Gueuze is blended, Lambic is brewed

Gueuze is blended, not brewed. Gueuze is created by combining several Lambic beers. Those Lambic beers, however, are brewed. Still with me? We are happy to show you all about the art of making Gueuze beer.


Lambic is brewed with malt and wheat, but they are about the only things it has in common with other beers. Unlike other brewers, Lambic brewers do not add yeast to their brew. Lambic is made with a process referred to as spontaneous fermentation. All that is needed is the ambient air of the Zenne valley to work its magic on cold winter nights. This activates naturally occurring wild yeasts and bacteria in the brew, which is in an open cooling vessel. This produces a different, organic result every time.


Lambic we make in the winter months is given ample time to mature in large oak barrels: our foeders. This allows the beer to continue to evolve thanks to the rich microculture living in these old oak barrels. Gueuze is made by blending Lambic beers from different years – and therefore different foeders. Oude Geuze Boon for example, is a blend of Lambics that matured for 1, 2 and 3 years. That blend then undergoes several months of bottle conditioning, a second fermentation inside the bottle.
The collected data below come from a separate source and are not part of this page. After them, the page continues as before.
//! Observability infrastructure for Strata.
//!
//! Structured logging with consistent spans. This module provides the
//! initialization helper and span constructors used across the catalog.

use std::sync::Once;
use tracing::Span;
use tracing_subscriber::{EnvFilter, fmt, layer::SubscriberExt, util::SubscriberInitExt};

static INIT: Once = Once::new();

/// Log output format.
#[derive(Debug, Clone, Copy, Default)]
pub enum LogFormat {
    /// JSON structured logs (for production).
    Json,
    /// Pretty-printed logs (for development).
    #[default]
    Pretty,
}

/// Initializes the logging subsystem.
///
/// Call once at application startup. Safe to call multiple times;
/// subsequent calls are no-ops.
///
/// # Environment Variables
///
/// - `RUST_LOG`: Controls log levels (e.g., `info`, `strata_catalog=debug`)
pub fn init_logging(format: LogFormat) {
    INIT.call_once(|| {
        let env_filter =
            EnvFilter::try_from_default_env().unwrap_or_else(|_| EnvFilter::new("info"));

        match format {
            LogFormat::Json => {
                tracing_subscriber::registry()
                    .with(env_filter)
                    .with(fmt::layer().json())
                    .init();
            }
            LogFormat::Pretty => {
                tracing_subscriber::registry()
                    .with(env_filter)
                    .with(fmt::layer().pretty())
                    .init();
            }
        }
    });
}

/// Creates a span for catalog operations with standard fields.
///
/// # Example
///
/// ```rust
/// use strata_core::observability::catalog_span;
///
/// let span = catalog_span("attach_table", "sales_mirror");
/// let _guard = span.enter();
/// // ... do catalog operation
/// ```
#[must_use]
pub fn catalog_span(operation: &str, table: &str) -> Span {
    tracing::info_span!("catalog", op = operation, table = table)
}

/// Creates a span for attachment resolution with the location being resolved.
#[must_use]
pub fn resolve_span(table: &str, location: &str) -> Span {
    tracing::info_span!("resolve", table = table, location = location)
}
Spontaneous fermentation with well-considered processes

Oude Geuze Boon may well be our flagship product, but we offer a wide range of characterful beers. They owe their unique taste to various specific actions in the process. For example, our VAT Monoblends are mainly made with old Lambic from the same barrel, while our Black Labels are based on Lambic beers with the highest level of fermentation. We make our Oude Kriek and Framboise by adding fresh fruit to ferment together with young Lambic. We then use the resulting 'cherry Lambic' to create various beers with the expression of real fresh fruit.

Foeders with character

The Lambic beers that we use to make our Gueuze also owe their character to the foeders they mature in. The Boon Brewery currently has 161 foeders and each one of these oak barrels has a long history. On average, they undergo a thorough overhaul every 15 years. We do this in our coopers’ workshop under the watchful eye of our chief cooper Frank Boon. The workshop is unique in Belgium: it is the only place in the entire country where you will find that much expertise and craftsmanship with regard to barrels.